Educação musical para todas as idades

“Quem fala, canta” esse é o lema de Fabiana Lucion, professora de Música do Colégio São José, em Erechim, onde trabalha com educação musical na educação infantil e fundamental, além de ser regente de quatro corais na região para adultos e idosos. A paixão pela música veio de berço, incentivada por seus pais que orientaram os filhos a escolher um instrumento ainda crianças. Fabiana escolheu o violão, fez conservatório, tendo toda sua infância e adolescência permeada pela cultura e música. Logo veio a paixão pelo canto e na faculdade fez licenciatura plena em Canto e Música, pela Universidade de Passo Fundo (UPF).  Lecionar foi a maneira que encontrou de unir a vontade de ser professora e a música. “Dar aulas foi uma vontade desde sempre, tanto que fiz magistério, depois, ao fazer a faculdade de Música acabei unindo as duas coisas”, conta.

Fabiana Lucion, professora de Música do Colégio São José, em Erechim, onde trabalha com educação musical

Fabiana Lucion, professora de Música do Colégio São José, em Erechim, onde trabalha com educação musical

Foto: Arquivo pessoal

Mas é na educação musical para crianças que Fabiana se realiza. O trabalho de musicalização é feito inclusive com bebês a partir de seis meses. Para isso, a professora estudou e buscou metodologias de fora do país. O método ORFF, utilizado por ela, possui cinco pilares em que a criança canta, toca, dança, ouve e cria. “Isso trabalha a totalidade do indivíduo e conseguimos adaptar a metodologia a cada fase de desenvolvimento da criança”, explica. As aulas com bebês contam com a participação dos pais ou cuidadores. Com duração de meia hora por semana, os bebês são estimulados para que assimilem a informação. “A aulas vão se repetindo e quando vemos que eles assimilaram troco as atividades.
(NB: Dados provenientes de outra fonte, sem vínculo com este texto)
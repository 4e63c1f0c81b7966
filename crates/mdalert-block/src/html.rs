//! HTML back-end.
//!
//! Produces plain HTML5 block elements. Inline content is escaped, not parsed.

use std::borrow::Cow;

use crate::render::{RenderContext, Renderer};
use crate::tree::SyntaxNode;

pub(crate) fn register_defaults(renderer: &mut Renderer) {
    renderer.register("root", |node, ctx| ctx.render_blocks(node.children()));
    renderer.register("paragraph", paragraph);
    renderer.register("inline", |node, _| escape_html(node.content()).into_owned());
    renderer.register("heading", heading);
    renderer.register("hr", |_, _| "<hr>".to_owned());
    renderer.register("code_block", |node, _| code(None, node.content()));
    renderer.register("fence", |node, _| {
        let lang = node
            .token()
            .and_then(|t| t.info.split_whitespace().next());
        code(lang, node.content())
    });
    renderer.register("blockquote", |node, ctx| {
        wrap_block("blockquote", "", &ctx.render_blocks(node.children()))
    });
    renderer.register("bullet_list", |node, ctx| {
        wrap_block("ul", "", &ctx.render_blocks(node.children()))
    });
    renderer.register("ordered_list", |node, ctx| {
        let attrs = match node.token().and_then(|t| t.attr("start")) {
            Some(start) => format!(r#" start="{}""#, escape_html(start)),
            None => String::new(),
        };
        wrap_block("ol", &attrs, &ctx.render_blocks(node.children()))
    });
    renderer.register("list_item", list_item);
}

/// Escape `&`, `<`, `>` and `"` for use in HTML text and attribute values.
#[must_use]
pub fn escape_html(s: &str) -> Cow<'_, str> {
    if !s.contains(['&', '<', '>', '"']) {
        return Cow::Borrowed(s);
    }
    let mut result = String::with_capacity(s.len() + 8);
    for c in s.chars() {
        match c {
            '&' => result.push_str("&amp;"),
            '<' => result.push_str("&lt;"),
            '>' => result.push_str("&gt;"),
            '"' => result.push_str("&quot;"),
            _ => result.push(c),
        }
    }
    Cow::Owned(result)
}

/// `<tag attrs>\ninner\n</tag>`, with the inner line omitted when empty.
fn wrap_block(tag: &str, attrs: &str, inner: &str) -> String {
    if inner.is_empty() {
        format!("<{tag}{attrs}>\n</{tag}>")
    } else {
        format!("<{tag}{attrs}>\n{inner}\n</{tag}>")
    }
}

fn paragraph(node: &SyntaxNode, ctx: &RenderContext<'_>) -> String {
    let inner = ctx.render_children(node).concat();
    if node.hidden() {
        inner
    } else {
        format!("<p>{inner}</p>")
    }
}

fn heading(node: &SyntaxNode, ctx: &RenderContext<'_>) -> String {
    let tag = node.token().map_or("h1", |t| t.tag.as_str());
    format!("<{tag}>{}</{tag}>", ctx.render_children(node).concat())
}

fn code(lang: Option<&str>, content: &str) -> String {
    match lang {
        Some(lang) => format!(
            r#"<pre><code class="language-{}">{}</code></pre>"#,
            escape_html(lang),
            escape_html(content)
        ),
        None => format!("<pre><code>{}</code></pre>", escape_html(content)),
    }
}

/// Tight items keep their text on the `<li>` line; block children still get
/// their own lines.
fn list_item(node: &SyntaxNode, ctx: &RenderContext<'_>) -> String {
    let children = node.children();
    let inner = ctx.render_blocks(children);
    if inner.is_empty() {
        return "<li></li>".to_owned();
    }

    let hidden_paragraph = |child: Option<&SyntaxNode>| {
        child.is_some_and(|c| c.node_type() == "paragraph" && c.hidden())
    };
    let lead = if hidden_paragraph(children.first()) { "" } else { "\n" };
    let tail = if hidden_paragraph(children.last()) { "" } else { "\n" };
    format!("<li>{lead}{inner}{tail}</li>")
}

#[cfg(test)]
mod tests {
    use pretty_assertions::assert_eq;

    use super::*;
    use crate::BlockParser;

    fn render(src: &str) -> String {
        let tree = BlockParser::commonmark().parse_tree(src).unwrap();
        Renderer::html().render(&tree)
    }

    #[test]
    fn test_escape_html() {
        assert_eq!(escape_html("plain"), "plain");
        assert!(matches!(escape_html("plain"), Cow::Borrowed(_)));
        assert_eq!(
            escape_html(r#"<a href="x">&</a>"#),
            "&lt;a href=&quot;x&quot;&gt;&amp;&lt;/a&gt;"
        );
    }

    #[test]
    fn test_paragraph_escaped() {
        assert_eq!(render("a < b & c\n"), "<p>a &lt; b &amp; c</p>");
    }

    #[test]
    fn test_heading_and_hr() {
        assert_eq!(render("### Three\n\n---\n"), "<h3>Three</h3>\n<hr>");
    }

    #[test]
    fn test_code_blocks() {
        assert_eq!(
            render("```rust ignore\nfn main() {}\n```\n"),
            "<pre><code class=\"language-rust\">fn main() {}\n</code></pre>"
        );
        assert_eq!(render("    <x>\n"), "<pre><code>&lt;x&gt;\n</code></pre>");
    }

    #[test]
    fn test_blockquote() {
        assert_eq!(
            render("> a\n>\n> b\n"),
            "<blockquote>\n<p>a</p>\n<p>b</p>\n</blockquote>"
        );
        assert_eq!(render(">\n"), "<blockquote>\n</blockquote>");
    }

    #[test]
    fn test_tight_list() {
        assert_eq!(render("- a\n- b\n"), "<ul>\n<li>a</li>\n<li>b</li>\n</ul>");
    }

    #[test]
    fn test_loose_ordered_list() {
        assert_eq!(
            render("2. a\n\n3. b\n"),
            "<ol start=\"2\">\n<li>\n<p>a</p>\n</li>\n<li>\n<p>b</p>\n</li>\n</ol>"
        );
    }

    #[test]
    fn test_tight_item_with_nested_list() {
        assert_eq!(
            render("- a\n  - b\n"),
            "<ul>\n<li>a\n<ul>\n<li>b</li>\n</ul>\n</li>\n</ul>"
        );
    }
}
//! Marker grammars.
//!
//! A [`PatternTable`] holds an ordered list of [`MarkerGrammar`]s. Each grammar
//! is a regex anchored at the start of the quoted text with a mandatory
//! `label` capture and an optional `inline_tail` capture. The first grammar
//! that matches wins.

use regex::{Regex, RegexBuilder};

use crate::error::AlertError;
use crate::options::{AlertOptions, LabelSet};

/// Capture group holding the alert label.
pub const LABEL_GROUP: &str = "label";
/// Capture group holding same-line text after the marker.
pub const TAIL_GROUP: &str = "inline_tail";

/// Optional separator (space, tab or `<br>`) and the rest of the line.
const TAIL_SUFFIX: &str = r"(?:[ \t]|<br\s*/?>)?(?P<inline_tail>[^\n]+)?";

/// Labels the legacy `**Note**` syntax ever supported.
const LEGACY_LABELS: [&str; 2] = ["Note", "Warning"];

/// Result of a successful marker match.
#[derive(Debug, Clone, Copy, PartialEq, Eq)]
pub struct MarkerMatch<'t> {
    /// Label as written in the source.
    pub label: &'t str,
    /// Trimmed same-line text after the marker, possibly empty.
    pub inline_tail: &'t str,
}

/// One recognized marker syntax.
#[derive(Debug, Clone)]
pub struct MarkerGrammar {
    name: String,
    regex: Regex,
}

impl MarkerGrammar {
    /// Compile a grammar from its marker pattern.
    ///
    /// The pattern is anchored at the start of the text. Unless it declares
    /// its own `inline_tail` group, the standard tail suffix is appended.
    pub fn new(name: &str, marker: &str, case_sensitive: bool) -> Result<Self, AlertError> {
        let pattern = if marker.contains("(?P<inline_tail>") || marker.contains("(?<inline_tail>")
        {
            format!("^(?:{marker})")
        } else {
            format!("^(?:{marker}){TAIL_SUFFIX}")
        };

        let regex = RegexBuilder::new(&pattern)
            .case_insensitive(!case_sensitive)
            .build()
            .map_err(|source| AlertError::InvalidPattern {
                grammar: name.to_owned(),
                source,
            })?;

        if !regex.capture_names().any(|n| n == Some(LABEL_GROUP)) {
            return Err(AlertError::MissingLabelCapture(name.to_owned()));
        }

        Ok(Self {
            name: name.to_owned(),
            regex,
        })
    }

    #[must_use]
    pub fn name(&self) -> &str {
        &self.name
    }

    /// Match the grammar against text following a `>` marker.
    #[must_use]
    pub fn captures<'t>(&self, text: &'t str) -> Option<MarkerMatch<'t>> {
        let caps = self.regex.captures(text)?;
        let label = caps.name(LABEL_GROUP)?.as_str();
        let inline_tail = caps.name(TAIL_GROUP).map_or("", |m| m.as_str().trim());
        Some(MarkerMatch { label, inline_tail })
    }
}

/// Ordered set of marker grammars; the first match wins.
#[derive(Debug, Clone, Default)]
pub struct PatternTable {
    grammars: Vec<MarkerGrammar>,
}

impl PatternTable {
    /// Name of the `**Note**` grammar.
    pub const LEGACY: &'static str = "legacy";
    /// Name of the `[!NOTE]` grammar.
    pub const CURRENT: &'static str = "current";

    /// Built-in grammars restricted to the configured labels: the legacy
    /// `**Note**` / `**Warning**` syntax first, then `[!LABEL]` (brackets may
    /// be backslash-escaped).
    pub fn from_options(options: &AlertOptions) -> Result<Self, AlertError> {
        let case_sensitive = options.case_sensitive_labels;
        let mut table = Self::empty();

        let legacy: Vec<&str> = LEGACY_LABELS
            .into_iter()
            .filter(|label| options.labels.admits(label))
            .collect();
        if !legacy.is_empty() {
            let marker = format!(r"\*\*(?P<label>{})\*\*", legacy.join("|"));
            table = table.with_grammar(MarkerGrammar::new(Self::LEGACY, &marker, case_sensitive)?);
        }

        let labels = match &options.labels {
            LabelSet::Any => r"\w+".to_owned(),
            LabelSet::Only(set) => set
                .iter()
                .map(|label| regex::escape(label))
                .collect::<Vec<_>>()
                .join("|"),
        };
        let marker = format!(r"\\?\[!(?P<label>{labels})\\?\]");
        table = table.with_grammar(MarkerGrammar::new(Self::CURRENT, &marker, case_sensitive)?);

        Ok(table)
    }

    /// Table with no grammars; it matches nothing.
    #[must_use]
    pub fn empty() -> Self {
        Self::default()
    }

    /// Append a grammar at the lowest priority.
    #[must_use]
    pub fn with_grammar(mut self, grammar: MarkerGrammar) -> Self {
        self.grammars.push(grammar);
        self
    }

    #[must_use]
    pub fn grammars(&self) -> &[MarkerGrammar] {
        &self.grammars
    }

    /// First grammar match for the text after a `>` marker.
    #[must_use]
    pub fn find<'t>(&self, text: &'t str) -> Option<MarkerMatch<'t>> {
        self.grammars.iter().find_map(|g| g.captures(text))
    }

    #[must_use]
    pub fn is_match(&self, text: &str) -> bool {
        self.find(text).is_some()
    }
}
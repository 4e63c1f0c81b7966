//! Line-oriented Markdown block tokenizer with pluggable rules and renderers.
//!
//! This crate is the host that block-level extensions plug into. It provides:
//!
//! - [`BlockState`]: per-line offsets and the ambient parser context
//!   (`parent_type`, `line_max`, `blk_indent`) that rules read and mutate
//! - [`Ruler`]: an ordered registry of named [`BlockRule`]s with alternate
//!   chains used to decide which rules may interrupt a paragraph or quote
//! - [`BlockParser`]: the recursive `tokenize` entry point container rules
//!   call back into for their interior lines
//! - [`SyntaxNode`]: a tree built from the flat [`Token`] stream
//! - [`Renderer`]: name-keyed render callbacks with Markdown and HTML defaults
//!
//! Inline markup is carried verbatim in `inline` tokens. The HTML renderer
//! escapes it; the Markdown renderer re-emits it unchanged.
//!
//! # Example
//!
//! ```
//! use mdalert_block::{BlockParser, Renderer, SyntaxNode};
//!
//! let parser = BlockParser::commonmark();
//! let tree = SyntaxNode::from_tokens(parser.parse("> quoted\n\n- a\n- b\n")).unwrap();
//!
//! assert_eq!(Renderer::markdown().render(&tree), "> quoted\n\n- a\n- b\n");
//! assert_eq!(
//!     Renderer::html().render(&tree),
//!     "<blockquote>\n<p>quoted</p>\n</blockquote>\n<ul>\n<li>a</li>\n<li>b</li>\n</ul>"
//! );
//! ```

mod error;
mod fence;
mod html;
mod markdown;
mod parser;
mod render;
mod ruler;
pub mod rules;
mod state;
mod token;
mod tree;

pub use error::{RulerError, TreeError};
pub use html::escape_html;
pub use markdown::prefix_lines;
pub use parser::{BlockParser, DEFAULT_MAX_NESTING};
pub use render::{OutputFormat, RenderContext, RenderFn, Renderer};
pub use ruler::{BlockRule, Ruler};
pub use state::{BlockState, ParentType, QuoteFrame};
pub use token::Token;
pub use tree::{NodeTokens, SyntaxNode, Walk};
//! Syntax tree built from the flat token stream.

use crate::error::TreeError;
use crate::token::Token;

/// Tokens backing a [`SyntaxNode`].
#[derive(Debug, Clone, PartialEq, Eq)]
pub enum NodeTokens {
    /// The document root has no tokens.
    Root,
    /// A container: paired opening and closing tokens.
    Nester { opening: Token, closing: Token },
    /// A self-contained token such as `inline`, `fence` or `hr`.
    Leaf(Token),
}

/// A node of the block syntax tree.
#[derive(Debug, Clone, PartialEq, Eq)]
pub struct SyntaxNode {
    tokens: NodeTokens,
    children: Vec<SyntaxNode>,
}

impl SyntaxNode {
    /// Fold a token stream into a tree rooted at a `root` node.
    pub fn from_tokens(tokens: Vec<Token>) -> Result<Self, TreeError> {
        let mut root = Vec::new();
        let mut stack: Vec<(Token, Vec<SyntaxNode>)> = Vec::new();

        for token in tokens {
            let node = match token.nesting {
                1 => {
                    stack.push((token, Vec::new()));
                    continue;
                }
                -1 => {
                    let Some((opening, children)) = stack.pop() else {
                        return Err(TreeError::UnexpectedClose { kind: token.kind });
                    };
                    if opening.base_kind() != token.base_kind() {
                        return Err(TreeError::Mismatched {
                            opening: opening.kind,
                            closing: token.kind,
                        });
                    }
                    SyntaxNode {
                        tokens: NodeTokens::Nester {
                            opening,
                            closing: token,
                        },
                        children,
                    }
                }
                _ => SyntaxNode {
                    tokens: NodeTokens::Leaf(token),
                    children: Vec::new(),
                },
            };

            match stack.last_mut() {
                Some((_, children)) => children.push(node),
                None => root.push(node),
            }
        }

        if let Some((opening, _)) = stack.pop() {
            return Err(TreeError::Unclosed { kind: opening.kind });
        }
        Ok(SyntaxNode {
            tokens: NodeTokens::Root,
            children: root,
        })
    }

    /// Node type: `root`, the container base type (`blockquote`), or the
    /// leaf token type (`inline`).
    #[must_use]
    pub fn node_type(&self) -> &str {
        match &self.tokens {
            NodeTokens::Root => "root",
            NodeTokens::Nester { opening, .. } => opening.base_kind(),
            NodeTokens::Leaf(token) => &token.kind,
        }
    }

    #[must_use]
    pub fn tokens(&self) -> &NodeTokens {
        &self.tokens
    }

    #[must_use]
    pub fn children(&self) -> &[SyntaxNode] {
        &self.children
    }

    #[must_use]
    pub fn is_root(&self) -> bool {
        matches!(self.tokens, NodeTokens::Root)
    }

    /// Opening and closing tokens of a container node.
    #[must_use]
    pub fn nester_tokens(&self) -> Option<(&Token, &Token)> {
        match &self.tokens {
            NodeTokens::Nester { opening, closing } => Some((opening, closing)),
            _ => None,
        }
    }

    /// The token describing this node: the opening token of a container or
    /// the token of a leaf.
    #[must_use]
    pub fn token(&self) -> Option<&Token> {
        match &self.tokens {
            NodeTokens::Root => None,
            NodeTokens::Nester { opening, .. } => Some(opening),
            NodeTokens::Leaf(token) => Some(token),
        }
    }

    /// Source line range of the node.
    #[must_use]
    pub fn map(&self) -> Option<(usize, usize)> {
        self.token().and_then(|t| t.map)
    }

    /// Text payload of a leaf node, empty for containers.
    #[must_use]
    pub fn content(&self) -> &str {
        match &self.tokens {
            NodeTokens::Leaf(token) => &token.content,
            _ => "",
        }
    }

    /// Whether the node's token is hidden (tight list paragraphs).
    #[must_use]
    pub fn hidden(&self) -> bool {
        self.token().is_some_and(|t| t.hidden)
    }

    /// Pre-order traversal starting at this node.
    #[must_use]
    pub fn walk(&self) -> Walk<'_> {
        Walk { stack: vec![self] }
    }

    /// Text content of every leaf below this node, one leaf per line.
    #[must_use]
    pub fn text(&self) -> String {
        self.walk()
            .filter(|node| !node.content().is_empty())
            .map(|node| node.content().trim_end_matches('\n'))
            .collect::<Vec<_>>()
            .join("\n")
    }
}

/// Pre-order iterator over a subtree.
#[derive(Debug)]
pub struct Walk<'a> {
    stack: Vec<&'a SyntaxNode>,
}

impl<'a> Iterator for Walk<'a> {
    type Item = &'a SyntaxNode;

    fn next(&mut self) -> Option<Self::Item> {
        let node = self.stack.pop()?;
        self.stack.extend(node.children.iter().rev());
        Some(node)
    }
}

#[cfg(test)]
mod tests {
    use pretty_assertions::assert_eq;

    use super::*;
    use crate::BlockParser;

    #[test]
    fn test_tree_shape() {
        let tree = BlockParser::commonmark()
            .parse_tree("> a\n\n- b\n")
            .unwrap();

        assert!(tree.is_root());
        let types: Vec<_> = tree.walk().map(SyntaxNode::node_type).collect();
        assert_eq!(
            types,
            vec![
                "root",
                "blockquote",
                "paragraph",
                "inline",
                "bullet_list",
                "list_item",
                "paragraph",
                "inline",
            ]
        );
        assert_eq!(tree.children()[0].map(), Some((0, 1)));
    }

    #[test]
    fn test_text_collects_leaves() {
        let tree = BlockParser::commonmark()
            .parse_tree("# T\n\n```\ncode\n```\n\npara\n")
            .unwrap();

        assert_eq!(tree.text(), "T\ncode\npara");
    }

    #[test]
    fn test_unexpected_close() {
        let err = SyntaxNode::from_tokens(vec![Token::new("div_close", "div", -1)]).unwrap_err();

        assert_eq!(
            err,
            TreeError::UnexpectedClose {
                kind: "div_close".to_owned()
            }
        );
    }

    #[test]
    fn test_mismatched_close() {
        let tokens = vec![
            Token::new("alert_open", "div", 1),
            Token::new("blockquote_close", "blockquote", -1),
        ];

        assert!(matches!(
            SyntaxNode::from_tokens(tokens),
            Err(TreeError::Mismatched { .. })
        ));
    }

    #[test]
    fn test_unclosed() {
        let err = SyntaxNode::from_tokens(vec![Token::new("alert_open", "div", 1)]).unwrap_err();

        assert_eq!(
            err,
            TreeError::Unclosed {
                kind: "alert_open".to_owned()
            }
        );
    }
}
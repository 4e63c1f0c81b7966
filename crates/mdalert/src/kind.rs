//! Alert labels.

use std::fmt;

/// Semantic category of an alert.
///
/// Input labels are case-insensitive. The wire form is upper-case (`NOTE`),
/// the display form title-case (`Note`).
#[derive(Debug, Clone, PartialEq, Eq, Hash, PartialOrd, Ord)]
pub enum AlertKind {
    Note,
    Tip,
    Important,
    Warning,
    Caution,
    /// A label admitted by a custom label set, stored upper-case.
    Custom(String),
}

impl AlertKind {
    /// The five GitHub labels in display order.
    pub const BUILTIN: [Self; 5] = [
        Self::Note,
        Self::Tip,
        Self::Important,
        Self::Warning,
        Self::Caution,
    ];

    /// Kind for a label matched in source, in any case.
    #[must_use]
    pub fn from_label(label: &str) -> Self {
        Self::builtin(label).unwrap_or_else(|| Self::Custom(label.to_uppercase()))
    }

    /// Built-in kind for a label, in any case.
    #[must_use]
    pub fn builtin(label: &str) -> Option<Self> {
        Self::BUILTIN
            .into_iter()
            .find(|kind| kind.wire_label().eq_ignore_ascii_case(label))
    }

    #[must_use]
    pub fn is_builtin(&self) -> bool {
        !matches!(self, Self::Custom(_))
    }

    /// Upper-case label as written inside `[!...]`.
    #[must_use]
    pub fn wire_label(&self) -> &str {
        match self {
            Self::Note => "NOTE",
            Self::Tip => "TIP",
            Self::Important => "IMPORTANT",
            Self::Warning => "WARNING",
            Self::Caution => "CAUTION",
            Self::Custom(label) => label,
        }
    }

    /// Title-case label for alert headings: each run of letters starts upper-case.
    #[must_use]
    pub fn display_name(&self) -> String {
        let mut out = String::with_capacity(self.wire_label().len());
        let mut at_word_start = true;
        for c in self.wire_label().chars() {
            if c.is_alphabetic() {
                if at_word_start {
                    out.extend(c.to_uppercase());
                } else {
                    out.extend(c.to_lowercase());
                }
                at_word_start = false;
            } else {
                out.push(c);
                at_word_start = true;
            }
        }
        out
    }

    /// Lower-case label used in CSS class names.
    #[must_use]
    pub fn css_suffix(&self) -> String {
        self.wire_label().to_lowercase()
    }
}

impl fmt::Display for AlertKind {
    fn fmt(&self, f: &mut fmt::Formatter<'_>) -> fmt::Result {
        f.write_str(self.wire_label())
    }
}

#[cfg(test)]
mod tests {
    use pretty_assertions::assert_eq;

    use super::*;

    #[test]
    fn test_from_label_any_case() {
        assert_eq!(AlertKind::from_label("note"), AlertKind::Note);
        assert_eq!(AlertKind::from_label("Tip"), AlertKind::Tip);
        assert_eq!(AlertKind::from_label("IMPORTANT"), AlertKind::Important);
        assert_eq!(AlertKind::from_label("wArNiNg"), AlertKind::Warning);
        assert_eq!(AlertKind::from_label("caution"), AlertKind::Caution);
    }

    #[test]
    fn test_custom_label() {
        let kind = AlertKind::from_label("todo");

        assert_eq!(kind, AlertKind::Custom("TODO".to_owned()));
        assert!(!kind.is_builtin());
        assert_eq!(kind.to_string(), "TODO");
    }

    #[test]
    fn test_display_name() {
        assert_eq!(AlertKind::Important.display_name(), "Important");
        assert_eq!(
            AlertKind::Custom("READ_ME2".to_owned()).display_name(),
            "Read_Me2"
        );
    }

    #[test]
    fn test_css_suffix() {
        assert_eq!(AlertKind::Caution.css_suffix(), "caution");
    }

    #[test]
    fn test_builtin_rejects_unknown() {
        assert_eq!(AlertKind::builtin("bogus"), None);
    }
}
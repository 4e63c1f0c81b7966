//! Cross-checks alert recognition against pulldown-cmark's GFM alerts.

use mdalert::{AlertFormatter, AlertKind, AlertOptions, collect_alerts};
use pretty_assertions::assert_eq;
use proptest::prelude::*;
use pulldown_cmark::{BlockQuoteKind, Event, Options, Parser, Tag};

fn oracle_kinds(src: &str) -> Vec<AlertKind> {
    Parser::new_ext(src, Options::ENABLE_GFM)
        .filter_map(|event| match event {
            Event::Start(Tag::BlockQuote(Some(kind))) => Some(match kind {
                BlockQuoteKind::Note => AlertKind::Note,
                BlockQuoteKind::Tip => AlertKind::Tip,
                BlockQuoteKind::Important => AlertKind::Important,
                BlockQuoteKind::Warning => AlertKind::Warning,
                BlockQuoteKind::Caution => AlertKind::Caution,
            }),
            _ => None,
        })
        .collect()
}

fn our_kinds(src: &str) -> Vec<AlertKind> {
    let formatter = AlertFormatter::new(AlertOptions::default()).unwrap();
    let tree = formatter.parse(src).unwrap();
    collect_alerts(&tree)
        .into_iter()
        .map(|alert| alert.kind)
        .collect()
}

#[test]
fn test_matches_oracle_on_fixed_documents() {
    let documents = [
        "> [!NOTE]\n> body\n",
        "> [!TIP]\n> Use this.\n",
        "> [!BOGUS]\n> text\n",
        "```\n> [!NOTE]\n> body\n```\n",
        "    > [!NOTE]\n",
        "para\n\n> [!WARNING]\n> a\n\n> [!CAUTION]\n> b\n",
        "> plain quote\n",
    ];

    for src in documents {
        assert_eq!(our_kinds(src), oracle_kinds(src), "document: {src:?}");
    }
}

fn block() -> impl Strategy<Value = String> {
    let label = prop::sample::select(vec![
        "NOTE",
        "TIP",
        "IMPORTANT",
        "WARNING",
        "CAUTION",
        "BOGUS",
    ]);
    let text = prop::collection::vec("[a-z]{1,8}", 1..4).prop_map(|w| w.join(" "));
    prop_oneof![
        (label, text.clone()).prop_map(|(label, body)| format!("> [!{label}]\n> {body}")),
        text.clone().prop_map(|body| format!("> {body}")),
        text.clone(),
        text.prop_map(|body| format!("```\n> [!NOTE]\n{body}\n```")),
    ]
}

proptest! {
    #[test]
    fn recognition_matches_oracle(blocks in prop::collection::vec(block(), 1..6)) {
        let src = blocks.join("\n\n") + "\n";

        prop_assert_eq!(our_kinds(&src), oracle_kinds(&src));
    }
}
É uma metodologia que se preocupa em estimular com cuidado, para não desencadear uma hiperatividade”, conta. Socialização e disciplina são alguns dos ganhos para as crianças de forma lúdica e prazerosa nas aulas de musicalização.

Seu trabalho com corais também se destaca pela dedicação e incentivo que dão aos integrantes dos grupos de que todos podem cantar. Tanto que há 20 anos, apesar de ter apenas 37 de vida, ela é regente do Grupo do Gilé, um dos corais mais antigos do estado, fundado em 1928. O trabalho, que por vários anos foi voluntário, após sua formação acadêmica, tornou-se profissional. Ela ainda trabalha com outros três grupos: Coral Juntos no Caminho, da Comunidade Luterana (IECLB); o Coral Italiano, de Aratiba e o Grupo de Canto da Maturidade Ativa do Sesc, de Erechim.

Em todos esses trabalhos com corais ela aplica o lema de “quem fala, canta”, pois acredita que basta dedicação e vontade, por isso em seus grupos não há testes para entrar. “Acredito que o teste me limita como professora, pois uma pessoa que não passaria em um teste, por exemplo, é meu desafio para trabalhar e trazer ela para o grupo. Pode levar mais tempo para alguns, mas todos conseguem cantar”, enfatiza. Saber ouvir é o principal ponto trabalhado em quem tem dificuldades para cantar, pois para Fabiana muito do resultado do cantar vem de trabalhar o saber ouvir.